The students had gotten the idea from watching Rep. Lois Frankel's controversial home video documentary that showed teen-agers in seven cities displaying the cigarettes, snuff and chewing tobacco that had been sold to them in violation of a law that is rarely enforced and almost universally ignored. Frankel and Sen. John Grant, R-Tampa, are trying to put teeth in it. Their bill would ban cigarette vending machines from most public places, license dealers and apply the fee to enforcement of the law that forbids sales to minors. It's tough going. The tobacco and retail lobbies are telling legislators the bill isn't necessary. Those kids from Tampa can tell them better.

"The kids are going to win. They're going to shame us into it," said Frankel, D-West Palm Beach.

Maybe. It is awfully hard to put Florida's Legislature to shame.

Sen. Patsy Kurth, D-Malabar, has a "thank you for not smoking" sign on her office desk and she's a co-sponsor of a bill to toughen the Clean Indoor Air Act. In committee, though, Kurth has voted against the Grant-Frankel bill. She says it's only because small merchants can't bear any more licenses or fees and not because her daughter, Martha Lynne Kurth, is one of the Tobacco Institute's four registered lobbyists in Tallahassee.

Daughter doesn't lobby mother on the issue. The senator said her daughter's boss, powerhouse lobbyist Guy Spearman, hasn't lobbied her either. Neither Kurth is breaking any rule. But it would look a whole lot better if the senator could at least take a walk whenever that bill comes up.

Students don't find that kind of situation in their civics books. Nor the one that follows.

Steven Uhlfelder is a Tallahassee lobbyist whose paying clients include some of America's largest corporations. He lobbies gratis for the American Heart Association on smoking issues such as the Clean Indoor Air Act, the so-called "smokers' rights" bill and the Frankel-Grant legislation. A noble deed, you'd say.

But that's not how Spearman and some other lobbyists see it. He and John French, whose clients include Philip Morris, have been pressuring Uhlfelder to drop the Heart Association. Sarcastic remarks were made to one of Uhlfelder's partners, who had to warn him of possible trouble for their paying clients.

I'm told there's an unwritten code that professional lobbyists oppose each other only for pay, not principle _ although if there is, former House Speaker Lee Moffitt has never heard of it. He lobbies against the tobacco industry on behalf of the Moffitt Cancer Center and charges no fee. He has paying clients too. Nobody dares to say boo to him.

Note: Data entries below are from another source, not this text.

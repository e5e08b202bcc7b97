//! wlgui demo
//!
//! Shows a test pattern, logs mouse events and exits on `q` or Escape.

use log::info;
use wlgui::highgui;
use wlgui::surface::ImageView;
use wlgui::BackendConfig;

const WINDOW: &str = "wlgui";
const WIDTH: u32 = 320;
const HEIGHT: u32 = 240;
const KEY_ESCAPE: u8 = 0x1b;

/// BGR gradient with a white cross through the middle
fn test_pattern(width: u32, height: u32) -> Vec<u8> {
    let mut pixels = Vec::with_capacity((width * height * 3) as usize);
    for y in 0..height {
        for x in 0..width {
            if x == width / 2 || y == height / 2 {
                pixels.extend_from_slice(&[0xff, 0xff, 0xff]);
            } else {
                let b = (x * 255 / width) as u8;
                let g = (y * 255 / height) as u8;
                pixels.extend_from_slice(&[b, g, 0x80]);
            }
        }
    }
    pixels
}

fn run() -> anyhow::Result<()> {
    let mut config = BackendConfig::from_env();
    if let Some(display) = std::env::args().nth(1) {
        config = config.with_display(display);
    }
    highgui::init_with(config)?;

    highgui::create_window(WINDOW, 0)?;
    highgui::set_mouse_callback(WINDOW, |event| {
        info!(
            "mouse {:?} at ({}, {}) flags {:?}",
            event.kind, event.x, event.y, event.flags
        );
    })?;

    let pixels = test_pattern(WIDTH, HEIGHT);
    highgui::show_image(WINDOW, &ImageView::bgr(WIDTH, HEIGHT, &pixels))?;
    info!("Press q or Escape to quit");

    loop {
        if highgui::window_close_requested(WINDOW)? {
            info!("Window closed");
            break;
        }
        match highgui::wait_key(100)? {
            Some(b'q') | Some(KEY_ESCAPE) => break,
            Some(key) => info!("key {:?} ({:#04x})", key as char, key),
            None => {}
        }
    }

    highgui::destroy_all_windows()?;
    highgui::shutdown()?;
    Ok(())
}

fn main() -> anyhow::Result<()> {
    // Initialize logging
    env_logger::Builder::from_env(env_logger::Env::default().default_filter_or("info")).init();

    info!("Starting wlgui demo");
    run()
}
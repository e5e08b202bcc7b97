//! Keyboard handling and XKB integration

use std::collections::VecDeque;
use std::fs::File;
use std::os::unix::io::OwnedFd;

use log::{debug, warn};
use memmap2::MmapOptions;
use xkbcommon::xkb;

use crate::error::{Error, Result};

/// Evdev key codes are offset by 8 in XKB
const EVDEV_OFFSET: u32 = 8;

/// Decoded keys awaiting consumption.
///
/// Consumption takes the newest key and drops the backlog.
#[derive(Debug, Default)]
pub struct KeyQueue {
    keys: VecDeque<u8>,
}

impl KeyQueue {
    pub fn new() -> Self {
        Self::default()
    }

    pub fn push(&mut self, key: u8) {
        self.keys.push_back(key);
    }

    /// Newest key, if any. The queue is empty afterwards.
    pub fn take_latest(&mut self) -> Option<u8> {
        let key = self.keys.back().copied();
        self.keys.clear();
        key
    }

    pub fn len(&self) -> usize {
        self.keys.len()
    }

    pub fn is_empty(&self) -> bool {
        self.keys.is_empty()
    }
}

/// Modifier masks derived from the keymap
#[derive(Debug, Clone, Copy, Default, PartialEq, Eq)]
pub struct ModifierMasks {
    pub control: xkb::ModMask,
    pub alt: xkb::ModMask,
    pub shift: xkb::ModMask,
}

impl ModifierMasks {
    fn from_keymap(keymap: &xkb::Keymap) -> Self {
        let mask = |name: &str| match keymap.mod_get_index(name) {
            xkb::MOD_INVALID => 0,
            index => 1 << index,
        };
        Self {
            control: mask(xkb::MOD_NAME_CTRL),
            alt: mask(xkb::MOD_NAME_ALT),
            shift: mask(xkb::MOD_NAME_SHIFT),
        }
    }
}

/// Compiled keymap and its live state
struct Xkb {
    _keymap: xkb::Keymap,
    state: xkb::State,
    masks: ModifierMasks,
}

/// Keyboard state: keymap, modifiers and the key queue
pub struct Keyboard {
    context: xkb::Context,
    xkb: Option<Xkb>,
    /// Effective modifiers from the last modifiers event
    modifiers: xkb::ModMask,
    queue: KeyQueue,
}

impl Keyboard {
    pub fn new() -> Self {
        Self {
            context: xkb::Context::new(xkb::CONTEXT_NO_FLAGS),
            xkb: None,
            modifiers: 0,
            queue: KeyQueue::new(),
        }
    }

    /// Compile an XKB text keymap. Only the first keymap is kept.
    pub fn load_keymap_str(&mut self, keymap: &str) -> Result<()> {
        if self.xkb.is_some() {
            debug!("Keymap already compiled, ignoring new one");
            return Ok(());
        }
        let text = keymap.trim_end_matches('\0').to_string();
        let keymap = xkb::Keymap::new_from_string(
            &self.context,
            text,
            xkb::KEYMAP_FORMAT_TEXT_V1,
            xkb::KEYMAP_COMPILE_NO_FLAGS,
        )
        .ok_or_else(|| Error::Keymap("failed to compile keymap".into()))?;

        let masks = ModifierMasks::from_keymap(&keymap);
        let state = xkb::State::new(&keymap);
        debug!("Compiled keymap, modifier masks {:?}", masks);
        self.xkb = Some(Xkb {
            _keymap: keymap,
            state,
            masks,
        });
        Ok(())
    }

    /// Map and compile a keymap handed over as a file descriptor
    pub fn load_keymap_fd(&mut self, fd: OwnedFd, size: u32) -> Result<()> {
        let file = File::from(fd);
        // SAFETY: read-only private mapping of a keymap the server will not
        // modify while we hold it.
        let map = unsafe { MmapOptions::new().len(size as usize).map(&file)? };
        let text = std::str::from_utf8(&map)
            .map_err(|_| Error::Keymap("keymap is not valid UTF-8".into()))?;
        self.load_keymap_str(text)
    }

    /// Whether a keymap has been compiled
    pub fn has_keymap(&self) -> bool {
        self.xkb.is_some()
    }

    /// Modifier masks of the compiled keymap
    pub fn masks(&self) -> Option<ModifierMasks> {
        self.xkb.as_ref().map(|xkb| xkb.masks)
    }

    /// Handle a key event. Only releases produce a queued key.
    pub fn key(&mut self, raw: u32, pressed: bool) {
        if pressed {
            return;
        }
        let Some(xkb) = &self.xkb else {
            debug!("Key {} released before any keymap", raw);
            return;
        };
        let Some(code) = raw.checked_add(EVDEV_OFFSET) else {
            debug!("Key code {:#x} out of range", raw);
            return;
        };
        let keysym = xkb.state.key_get_one_sym(xkb::Keycode::new(code));
        let key = keysym_to_ascii(u32::from(keysym));
        self.queue.push(key);
        debug!("Key {:#x} queued", key);
    }

    /// Update modifier state
    pub fn modifiers(&mut self, depressed: u32, latched: u32, locked: u32, group: u32) {
        self.modifiers = depressed | latched | locked;
        if let Some(xkb) = &mut self.xkb {
            xkb.state
                .update_mask(depressed, latched, locked, 0, 0, group);
        }
    }

    /// Whether control is held
    pub fn control(&self) -> bool {
        self.masks()
            .is_some_and(|m| m.control != 0 && self.modifiers & m.control != 0)
    }

    /// Whether alt is held
    pub fn alt(&self) -> bool {
        self.masks()
            .is_some_and(|m| m.alt != 0 && self.modifiers & m.alt != 0)
    }

    /// Whether shift is held
    pub fn shift(&self) -> bool {
        self.masks()
            .is_some_and(|m| m.shift != 0 && self.modifiers & m.shift != 0)
    }

    /// Newest decoded key; the backlog is discarded
    pub fn get_key(&mut self) -> Option<u8> {
        let key = self.queue.take_latest();
        if let Some(key) = key {
            debug!("Key {:#x} dequeued", key);
        }
        key
    }

    /// Queue a decoded key directly
    pub fn push_key(&mut self, key: u8) {
        self.queue.push(key);
    }

    /// Drop the compiled keymap
    pub fn clear_keymap(&mut self) {
        if self.xkb.take().is_some() {
            debug!("Keymap discarded");
        }
    }
}

impl Default for Keyboard {
    fn default() -> Self {
        Self::new()
    }
}

impl std::fmt::Debug for Keyboard {
    fn fmt(&self, f: &mut std::fmt::Formatter<'_>) -> std::fmt::Result {
        f.debug_struct("Keyboard")
            .field("has_keymap", &self.has_keymap())
            .field("modifiers", &self.modifiers)
            .field("queue", &self.queue)
            .finish()
    }
}

/// Low byte of a keysym. Latin-1 keysyms equal their character code.
pub fn keysym_to_ascii(keysym: u32) -> u8 {
    (keysym & 0xff) as u8
}

/// Log and swallow a keymap problem; the keyboard stays inert
pub(crate) fn report_keymap_error(err: &Error) {
    warn!("Keyboard input unavailable: {}", err);
}
//! Input handling module
//!
//! This module provides keyboard decoding, pointer focus routing, and seat
//! management.

pub mod keyboard;
pub mod pointer;
pub mod seat;

pub use keyboard::{KeyQueue, Keyboard};
pub use pointer::{MouseButton, PointerEvent, PointerFocus};
pub use seat::{InputRouter, SeatCapabilities};
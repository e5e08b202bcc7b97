//! Readiness multiplexer
//!
//! Wraps calloop around the display connection's file descriptor. The fd is
//! registered twice on duplicated descriptors: a read source that is always
//! armed and a write source that is only armed while outgoing requests are
//! stuck behind a full socket.

use std::os::unix::io::{AsFd, OwnedFd};
use std::time::Duration;

use bitflags::bitflags;
use calloop::generic::Generic;
use calloop::{EventLoop as CalLoop, Interest, LoopHandle, Mode, PostAction, RegistrationToken};
use log::{debug, trace};

use crate::error::Result;

bitflags! {
    /// Readiness reported by one multiplexer wait
    #[derive(Debug, Clone, Copy, PartialEq, Eq, Default)]
    pub struct Readiness: u32 {
        const READABLE = 1;
        const WRITABLE = 1 << 1;
        const ERROR = 1 << 2;
    }
}

impl From<calloop::Readiness> for Readiness {
    fn from(readiness: calloop::Readiness) -> Self {
        let mut flags = Readiness::empty();
        flags.set(Readiness::READABLE, readiness.readable);
        flags.set(Readiness::WRITABLE, readiness.writable);
        flags.set(Readiness::ERROR, readiness.error);
        flags
    }
}

/// Multiplexer for a single descriptor
pub struct EventLoop {
    /// Calloop event loop; dispatch data accumulates fired readiness
    event_loop: CalLoop<'static, Readiness>,
    /// Token of the write-interest source
    write_token: RegistrationToken,
    /// Whether the write source is armed
    write_armed: bool,
}

impl EventLoop {
    /// Register `fd` for read/error interest. Write interest starts disarmed.
    pub fn new(fd: impl AsFd) -> Result<Self> {
        let event_loop: CalLoop<'static, Readiness> = CalLoop::try_new()?;
        let handle = event_loop.handle();

        let read_fd = fd.as_fd().try_clone_to_owned()?;
        Self::insert(&handle, read_fd, Interest::READ)?;

        let write_fd = fd.as_fd().try_clone_to_owned()?;
        let write_token = Self::insert(&handle, write_fd, Interest::WRITE)?;
        handle.disable(&write_token)?;

        Ok(Self {
            event_loop,
            write_token,
            write_armed: false,
        })
    }

    fn insert(
        handle: &LoopHandle<'static, Readiness>,
        fd: OwnedFd,
        interest: Interest,
    ) -> Result<RegistrationToken> {
        let token = handle
            .insert_source(Generic::new(fd, interest, Mode::Level), |readiness, _, fired| {
                *fired |= Readiness::from(readiness);
                Ok(PostAction::Continue)
            })
            .map_err(|e| e.error)?;
        Ok(token)
    }

    /// Watch for write readiness as well as read readiness
    pub fn arm_write(&mut self) -> Result<()> {
        if !self.write_armed {
            self.event_loop.handle().enable(&self.write_token)?;
            self.write_armed = true;
            debug!("Write interest armed");
        }
        Ok(())
    }

    /// Stop watching for write readiness
    pub fn disarm_write(&mut self) -> Result<()> {
        if self.write_armed {
            self.event_loop.handle().disable(&self.write_token)?;
            self.write_armed = false;
            debug!("Write interest disarmed");
        }
        Ok(())
    }

    /// Whether write interest is currently armed
    pub fn write_armed(&self) -> bool {
        self.write_armed
    }

    /// Block for at most one batch of readiness events.
    ///
    /// `None` waits indefinitely. An empty set means the timeout expired.
    pub fn wait(&mut self, timeout: Option<Duration>) -> Result<Readiness> {
        let mut fired = Readiness::empty();
        self.event_loop.dispatch(timeout, &mut fired)?;
        trace!("Multiplexer woke with {:?}", fired);
        Ok(fired)
    }
}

Spearman wouldn't discuss it on the record. French did, admitting that there has been "a certain level of what I would call, tongue-in-cheek, "harassment' of Uhlfelder."

"Several of us feel he's jeopardizing the living we're trying to make," French explained. "I never like to be on the other side from a friend on an issue, but if they're doing it for professional reasons, I understand."

From Uhlfelder's perspective, the reason is even more compelling. His father died of cancer. He was 55. The doctor blamed smoking.

French tells me that I am a "bigot on the smoking issue with a capital B." Yes. But I lost a father to heart disease and a father-in-law to lung cancer. Both had smoked most of their lives. That's why I'm with Grant, Frankel, Uhlfelder and those kids. I hope you are too.

Martin Dyckman is associate editor of the St. Petersburg Times.